Princess Olga Cantacuzène-Altieri (1843–1929) was a Russian-Italian aristocrat and novelist who wrote in French.

== Life ==
Born into the House of Cantacuzène, Princess Olga Alexandrovna Cantacuzène was the daughter of Prince Alexander Nikolaevich Cantacuzène, a retired captain, was born on 25 November 1843 in Odessa, and his wife, Marie Ivanovna, née Baroness Renault, the daughter of an honorary citizen of Odessa. Olga's paternal grandfather, Major-general Prince Nikolai Rodionovich Cantacuzène, died two years before the birth of his granddaughter. The family lived in Odessa, in the house of the Cantacuzènes.

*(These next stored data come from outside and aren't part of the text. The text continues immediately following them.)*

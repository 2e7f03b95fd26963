//! Blocking `ParcelSource` backed by `reqwest`.
//!
//! The [`ParcelSource`] trait is synchronous. This client bridges to the
//! async HTTP stack by blocking on a Tokio runtime it owns, or on the
//! caller's multi-threaded runtime when one is active.

use std::time::Duration;

use log::debug;
use parcel_core::{FetchError, ParcelSource};
use reqwest::Client;
use thiserror::Error;
use tokio::runtime::{Handle, Runtime, RuntimeFlavor};

/// Error type for [`HttpParcelSource`] construction failures.
#[derive(Debug, Error)]
pub enum SourceBuildError {
    /// Failed to build the HTTP client.
    #[error("failed to build HTTP client: {0}")]
    HttpClient(#[source] reqwest::Error),
    /// Failed to build the Tokio runtime.
    #[error("failed to build Tokio runtime: {0}")]
    Runtime(#[source] std::io::Error),
}

/// Default user agent for lookup requests.
pub const DEFAULT_USER_AGENT: &str = concat!("parcel-sync/", env!("CARGO_PKG_VERSION"));

/// Configuration for [`HttpParcelSource`].
#[derive(Debug, Clone)]
pub struct HttpParcelSourceConfig {
    /// Overall request timeout. `None` waits for as long as the server takes.
    pub timeout: Option<Duration>,
    /// User agent string for requests.
    pub user_agent: String,
}

impl Default for HttpParcelSourceConfig {
    fn default() -> Self {
        Self {
            timeout: None,
            user_agent: DEFAULT_USER_AGENT.to_owned(),
        }
    }
}

impl HttpParcelSourceConfig {
    /// Bound every request by `timeout`.
    #[must_use]
    pub const fn with_timeout(mut self, timeout: Duration) -> Self {
        self.timeout = Some(timeout);
        self
    }

    /// Set the user agent string.
    #[must_use]
    pub fn with_user_agent(mut self, user_agent: impl Into<String>) -> Self {
        self.user_agent = user_agent.into();
        self
    }
}

/// HTTP GET client for the parcel lookup service.
///
/// The source owns a `current_thread` Tokio runtime reused across calls.
/// When called from inside a multi-threaded Tokio runtime it blocks on that
/// runtime through [`tokio::task::block_in_place`] instead, avoiding nested
/// runtime panics.
pub struct HttpParcelSource {
    client: Client,
    config: HttpParcelSourceConfig,
    runtime: Runtime,
}

impl std::fmt::Debug for HttpParcelSource {
    fn fmt(&self, f: &mut std::fmt::Formatter<'_>) -> std::fmt::Result {
        f.debug_struct("HttpParcelSource")
            .field("client", &self.client)
            .field("config", &self.config)
            .field("runtime", &"<tokio::runtime::Runtime>")
            .finish()
    }
}

impl HttpParcelSource {
    /// Create a source with default configuration.
    ///
    /// # Errors
    ///
    /// Returns an error if the HTTP client or Tokio runtime fails to build.
    pub fn new() -> Result<Self, SourceBuildError> {
        Self::with_config(HttpParcelSourceConfig::default())
    }

    /// Create a source with explicit configuration.
    ///
    /// # Errors
    ///
    /// Returns an error if the HTTP client or Tokio runtime fails to build.
    pub fn with_config(config: HttpParcelSourceConfig) -> Result<Self, SourceBuildError> {
        let mut builder = Client::builder().user_agent(&config.user_agent);
        if let Some(timeout) = config.timeout {
            builder = builder.connect_timeout(timeout).timeout(timeout);
        }
        let client = builder.build().map_err(SourceBuildError::HttpClient)?;
        let runtime = tokio::runtime::Builder::new_current_thread()
            .enable_all()
            .build()
            .map_err(SourceBuildError::Runtime)?;
        Ok(Self {
            client,
            config,
            runtime,
        })
    }

    /// Configuration the source was built with.
    #[must_use]
    pub const fn config(&self) -> &HttpParcelSourceConfig {
        &self.config
    }

    async fn fetch_async(&self, url: &str) -> Result<String, FetchError> {
        debug!("GET {url}");
        let response = self
            .client
            .get(url)
            .send()
            .await
            .map_err(|err| self.convert_reqwest_error(&err, url))?
            .error_for_status()
            .map_err(|err| self.convert_reqwest_error(&err, url))?;
        let bytes = response
            .bytes()
            .await
            .map_err(|err| self.convert_reqwest_error(&err, url))?;
        decode_body(url, bytes.to_vec())
    }

    fn convert_reqwest_error(&self, error: &reqwest::Error, url: &str) -> FetchError {
        let message = match self.config.timeout {
            Some(timeout) if error.is_timeout() => {
                format!("timed out after {}s", timeout.as_secs())
            }
            _ => error.to_string(),
        };
        FetchError::Transport {
            url: url.to_owned(),
            status: error.status().map(|status| status.as_u16()),
            message,
        }
    }
}

fn decode_body(url: &str, bytes: Vec<u8>) -> Result<String, FetchError> {
    String::from_utf8(bytes).map_err(|err| {
        let message = err.utf8_error().to_string();
        FetchError::Decode {
            url: url.to_owned(),
            bytes: err.into_bytes(),
            message,
        }
    })
}

impl ParcelSource for HttpParcelSource {
    /// Fetch `url` and return its body as text.
    ///
    /// # Runtime requirements
    ///
    /// Inside a Tokio runtime the runtime must be multi-threaded. Under a
    /// `current_thread` runtime the source falls back to its own runtime,
    /// which blocks the caller's executor for the duration of the request.
    fn fetch(&self, url: &str) -> Result<String, FetchError> {
        let future = self.fetch_async(url);
        match Handle::try_current() {
            Ok(handle) if handle.runtime_flavor() == RuntimeFlavor::MultiThread => {
                tokio::task::block_in_place(|| handle.block_on(future))
            }
            _ => self.runtime.block_on(future),
        }
    }
}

In 1857, when Olga was fourteen years old, her father died and a year later her mother went to travel around Europe. In Paris, she became close friends with the mistress of the fashion salon, Princess Mathilde Bonaparte, daughter of Napoleon's younger brother, Jérôme. There, in 1862, she met Count Nieuwerkerke, who fell in love with Olga. In 1872, the Count bought a 16th-century villa in Italy, where he settled himself, and invited the entire Cantacuzène family there.

Count Nieuwerkerke found a worthy groom for Olga, and in 1876 she married a representative of an ancient Italian House of Altieri, Prince Lorenzo Maria Guiseppe Altieri-Oriolo (1829–1899). In the late 1870s and early 1880s, Olga and her husband travelled widely in Europe, Asia, Australia, and America. Olga began to record her impressions of what she saw in her diary. It turned out that she had literary abilities. One after another, books began to appear. Many of them have been republished, but nothing has been translated into Russian to this day.

She died in Gattaiola, Italy, on 25 November 1929.

== Works ==

=== In French ===

- Poverina. 2nd ed. Paris: Calmann Lévy, Michel Lévy frères, 1880.
  - "Première partie". Revue des Deux Mondes, 37(2). 15 January 1880.
  - "Deuxième partie". Revue des Deux Mondes, 37(3). 1 February 1880.
  - "Dernière partie". Revue des Deux Mondes, 37(4). 15 February 1880.
- Le Mensonge de Sabine. Paris: C. Lévy, 1881.
  - "Première partie". Revue des Deux Mondes, 40(1). 1 July 1880.
  - "Deuxième partie". Revue des Deux Mondes, 40(2). 15 July 1880.
- Fleur de neige. Paris: Calmann Lévy, Michel Lévy frères, 1885.

=== English translations ===
- In the Spring of my Life. Translated by Euginia Klaus. 1 vol. London: Samuel Tinsley, 1878.
- Carmela: A Novel. Translated by Eugenia Klaus. 3 vol. London: Samuel Tinsley, 1880.
- Poverina: A Story. Translated from the French. New York: D. Appleton & Co., 1881.
- Sabine's Falsehood: A Love Story. Translated by Mary Neal Sherwood. Philadelphia: T. B. Peterson & Brothers, 1881.
- Iréne. Translated by J. E. Simpson. 1 vol. London: Frederick Warne, 1886.
- Radna: or the great conspiracy of 1881. Translated from the French. London: Chatto & Windus, 1887.
- My Indian Summer. Translated by Agnes Euen-Smith. 1 vol. London: A. and C. Black, 1894.